Exercise goal: Below is some data. Retype exactly the lines starting at the one with "assert!(verifier.authenticate(&token).is_err());" and ending at the one with "must be unused".

Data excerpts
########

//! Bearer token authentication for link owners.

use chrono::{Duration, Utc};
use jsonwebtoken::{DecodingKey, EncodingKey, Header, Validation, decode, encode};
use serde::{Deserialize, Serialize};
use serde_json::json;
use tracing::debug;

use crate::error::AppError;

/// Claims carried by an owner token.
#[derive(Debug, Clone, PartialEq, Eq, Serialize, Deserialize)]
pub struct Claims {
    #[serde(rename = "userId")]
    pub user_id: i64,
    pub exp: i64,
}

/// Verified identity of the caller.
#[derive(Debug, Clone, Copy, PartialEq, Eq)]
pub struct OwnerId(pub i64);

/// Service for issuing and verifying HS256 owner tokens.
///
/// The identity inside a valid token is trusted as-is; there is no user table
/// lookup.
pub struct AuthService {
    encoding_key: EncodingKey,
    decoding_key: DecodingKey,
    validation: Validation,
}

impl AuthService {
    /// Creates a service keyed by the shared `JWT_SECRET`.
    pub fn new(secret: &str) -> Self {
        Self {
            encoding_key: EncodingKey::from_secret(secret.as_bytes()),
            decoding_key: DecodingKey::from_secret(secret.as_bytes()),
            validation: Validation::default(),
        }
    }

    /// Verifies a raw bearer token and returns the owner it was issued for.
    ///
    /// # Errors
    ///
    /// Returns [`AppError::Unauthorized`] if the signature is wrong, the token is
    /// malformed or it has expired.
    pub fn authenticate(&self, token: &str) -> Result<OwnerId, AppError> {
        let data = decode::<Claims>(token, &self.decoding_key, &self.validation).map_err(|e| {
            debug!(error = %e, "Rejected bearer token");
            AppError::unauthorized("Unauthorized", json!({ "reason": "Invalid or expired token" }))
        })?;

        Ok(OwnerId(data.claims.user_id))
    }

    /// Issues a token for `user_id` valid for `ttl`.
    ///
    /// # Errors
    ///
    /// Returns [`AppError::Internal`] if signing fails.
    pub fn issue(&self, user_id: i64, ttl: Duration) -> Result<String, AppError> {
        let claims = Claims {
            user_id,
            exp: (Utc::now() + ttl).timestamp(),
        };

        encode(&Header::default(), &claims, &self.encoding_key).map_err(|e| {
            AppError::internal("Failed to sign token", json!({ "reason": e.to_string() }))
        })
    }
}

#[cfg(test)]
mod tests {
    use super::*;

    fn test_secret() -> &'static str {
        "test-signing-secret"
    }

    #[test]
    fn test_issue_then_authenticate() {
        let service = AuthService::new(test_secret());

        let token = service.issue(42, Duration::hours(1)).unwrap();

        assert_eq!(service.authenticate(&token).unwrap(), OwnerId(42));
    }

    #[test]
    fn test_authenticate_rejects_garbage() {
        let service = AuthService::new(test_secret());

        let err = service.authenticate("not-a-token").unwrap_err();

        assert!(matches!(err, AppError::Unauthorized { .. }));
    }

    #[test]
    fn test_authenticate_rejects_other_secret() {
        let issuer = AuthService::new("secret-a");
        let verifier = AuthService::new("secret-b");

        let token = issuer.issue(1, Duration::hours(1)).unwrap();

        assert!(verifier.authenticate(&token).is_err());
    }

    #[test]
    fn test_authenticate_rejects_expired_token() {
        let service = AuthService::new(test_secret());

        let token = service.issue(1, Duration::hours(-2)).unwrap();

        assert!(matches!(
            service.authenticate(&token),
            Err(AppError::Unauthorized { .. })
        ));
    }

    #[test]
    fn test_claims_use_user_id_key() {
        let claims = Claims { user_id: 5, exp: 0 };
        let value = serde_json::to_value(&claims).unwrap();

        assert_eq!(value["userId"], 5);
    }
}
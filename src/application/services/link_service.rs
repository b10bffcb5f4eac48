//! Link creation and retrieval service.

use std::sync::Arc;

use serde_json::json;
use tracing::{debug, info, warn};
use url::Url;

use crate::domain::entities::{CreateLink, InsertOutcome, Link, NewLink};
use crate::domain::repositories::LinkRepository;
use crate::error::AppError;
use crate::utils::code_generator::{DEFAULT_CODE_LENGTH, generate_code, validate_custom_code};

/// Upper bound on fresh candidates tried when generated codes keep colliding.
const MAX_CODE_ATTEMPTS: usize = 10;

/// Service for creating and retrieving short links.
///
/// Generated codes rely on the store's atomic insert: a [`InsertOutcome::CodeTaken`]
/// result is the retry trigger, so there is no check-then-insert window.
pub struct LinkService<L: LinkRepository + ?Sized> {
    repository: Arc<L>,
}

impl<L: LinkRepository + ?Sized> LinkService<L> {
    /// Creates a new link service.
    pub fn new(repository: Arc<L>) -> Self {
        Self { repository }
    }

    /// Creates a link owned by `owner_id`.
    ///
    /// # Code Selection
    ///
    /// - If `fields.short_code` is set, it is validated and must be unused
    /// - Otherwise a 6-character code is generated, retrying on collision up to 10 times
    ///
    /// # Errors
    ///
    /// Returns [`AppError::Validation`] if the desktop URL is missing or any URL
    /// or the custom code is malformed.
    ///
    /// Returns [`AppError::Conflict`] if the custom code is already in use.
    ///
    /// Returns [`AppError::Internal`] if no free code was found or the store fails.
    pub async fn create_link(&self, owner_id: i64, fields: CreateLink) -> Result<Link, AppError> {
        let fields = normalize_fields(fields)?;

        match fields.short_code.clone() {
            Some(custom) => self.create_with_custom_code(owner_id, custom, &fields).await,
            None => self.create_with_generated_code(owner_id, &fields).await,
        }
    }

    async fn create_with_custom_code(
        &self,
        owner_id: i64,
        code: String,
        fields: &CreateLink,
    ) -> Result<Link, AppError> {
        validate_custom_code(&code)?;

        if self.repository.exists_by_code(&code).await? {
            return Err(code_in_use(&code));
        }

        let new_link = NewLink::from_fields(code.clone(), fields, owner_id);
        match self.repository.insert(new_link).await? {
            InsertOutcome::Created(link) => {
                info!(link_id = link.id, short_code = %link.short_code, owner_id, "Link created");
                Ok(link)
            }
            InsertOutcome::CodeTaken => Err(code_in_use(&code)),
        }
    }

    async fn create_with_generated_code(
        &self,
        owner_id: i64,
        fields: &CreateLink,
    ) -> Result<Link, AppError> {
        for attempt in 1..=MAX_CODE_ATTEMPTS {
            let code = generate_code(DEFAULT_CODE_LENGTH);
            let new_link = NewLink::from_fields(code, fields, owner_id);

            match self.repository.insert(new_link).await? {
                InsertOutcome::Created(link) => {
                    info!(link_id = link.id, short_code = %link.short_code, owner_id, "Link created");
                    return Ok(link);
                }
                InsertOutcome::CodeTaken => {
                    debug!(attempt, "Generated short code collided, retrying");
                }
            }
        }

        warn!(owner_id, "Exhausted short code attempts");
        Err(AppError::internal(
            "Failed to generate unique code",
            json!({ "reason": "Too many collisions", "attempts": MAX_CODE_ATTEMPTS }),
        ))
    }

    /// Retrieves a link by its short code.
    ///
    /// # Errors
    ///
    /// Returns [`AppError::NotFound`] if no link has this code.
    pub async fn get_by_short_code(&self, short_code: &str) -> Result<Link, AppError> {
        self.repository
            .find_by_code(short_code)
            .await?
            .ok_or_else(|| link_not_found(json!({ "short_code": short_code })))
    }

    /// Retrieves a link by id.
    ///
    /// # Errors
    ///
    /// Returns [`AppError::NotFound`] if no link has this id.
    pub async fn get_by_id(&self, id: i64) -> Result<Link, AppError> {
        self.repository
            .find_by_id(id)
            .await?
            .ok_or_else(|| link_not_found(json!({ "id": id })))
    }

    /// Lists every link owned by `owner_id`, newest first.
    pub async fn list_by_owner(&self, owner_id: i64) -> Result<Vec<Link>, AppError> {
        self.repository.list_by_owner(owner_id).await
    }

    /// Checks that the link store is reachable.
    pub async fn ping(&self) -> Result<(), AppError> {
        self.repository.ping().await
    }

    /// Builds the public short URL for a code.
    pub fn get_short_url(&self, base_url: &str, short_code: &str) -> String {
        format!("{}/{}", base_url.trim_end_matches('/'), short_code)
    }
}

fn link_not_found(details: serde_json::Value) -> AppError {
    AppError::not_found("Link not found", details)
}

fn code_in_use(code: &str) -> AppError {
    AppError::conflict(
        "Short code already in use",
        json!({ "field": "shortCode", "short_code": code }),
    )
}

/// Trims optional text, drops blanks and checks every URL field.
fn normalize_fields(fields: CreateLink) -> Result<CreateLink, AppError> {
    let Some(desktop) = non_blank(fields.long_url_desktop) else {
        return Err(AppError::bad_request(
            "Desktop URL is required",
            json!({ "field": "longUrlDesktop" }),
        ));
    };
    validate_url("longUrlDesktop", &desktop)?;

    let mobile = non_blank(fields.long_url_mobile);
    if let Some(mobile) = &mobile {
        validate_url("longUrlMobile", mobile)?;
    }

    let image_url = non_blank(fields.image_url);
    if let Some(image_url) = &image_url {
        validate_url("imageUrl", image_url)?;
    }

    Ok(CreateLink {
        long_url_desktop: Some(desktop),
        long_url_mobile: mobile,
        name: non_blank(fields.name),
        expiry: fields.expiry,
        image_url,
        short_code: non_blank(fields.short_code),
    })
}

fn non_blank(value: Option<String>) -> Option<String> {
    value
        .map(|v| v.trim().to_string())
        .filter(|v| !v.is_empty())
}

fn validate_url(field: &'static str, value: &str) -> Result<(), AppError> {
    let valid = Url::parse(value)
        .map(|url| matches!(url.scheme(), "http" | "https") && url.host_str().is_some())
        .unwrap_or(false);

    if valid {
        Ok(())
    } else {
        Err(AppError::bad_request(
            "Invalid URL format",
            json!({ "field": field, "value": value }),
        ))
    }
}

########

Solution to this exercise:
        assert!(verifier.authenticate(&token).is_err());
    }

    #[test]
    fn test_authenticate_rejects_expired_token() {
        let service = AuthService::new(test_secret());

        let token = service.issue(1, Duration::hours(-2)).unwrap();

        assert!(matches!(
            service.authenticate(&token),
            Err(AppError::Unauthorized { .. })
        ));
    }

    #[test]
    fn test_claims_use_user_id_key() {
        let claims = Claims { user_id: 5, exp: 0 };
        let value = serde_json::to_value(&claims).unwrap();

        assert_eq!(value["userId"], 5);
    }
}
filename src/application/services/link_service.rs
repository b10bffcb5f4eac48
//! Link creation and retrieval service.

use std::sync::Arc;

use serde_json::json;
use tracing::{debug, info, warn};
use url::Url;

use crate::domain::entities::{CreateLink, InsertOutcome, Link, NewLink};
use crate::domain::repositories::LinkRepository;
use crate::error::AppError;
use crate::utils::code_generator::{DEFAULT_CODE_LENGTH, generate_code, validate_custom_code};

/// Upper bound on fresh candidates tried when generated codes keep colliding.
const MAX_CODE_ATTEMPTS: usize = 10;

/// Service for creating and retrieving short links.
///
/// Generated codes rely on the store's atomic insert: a [`InsertOutcome::CodeTaken`]
/// result is the retry trigger, so there is no check-then-insert window.
pub struct LinkService<L: LinkRepository + ?Sized> {
    repository: Arc<L>,
}

impl<L: LinkRepository + ?Sized> LinkService<L> {
    /// Creates a new link service.
    pub fn new(repository: Arc<L>) -> Self {
        Self { repository }
    }

    /// Creates a link owned by `owner_id`.
    ///
    /// # Code Selection
    ///
    /// - If `fields.short_code` is set, it is validated and must be unused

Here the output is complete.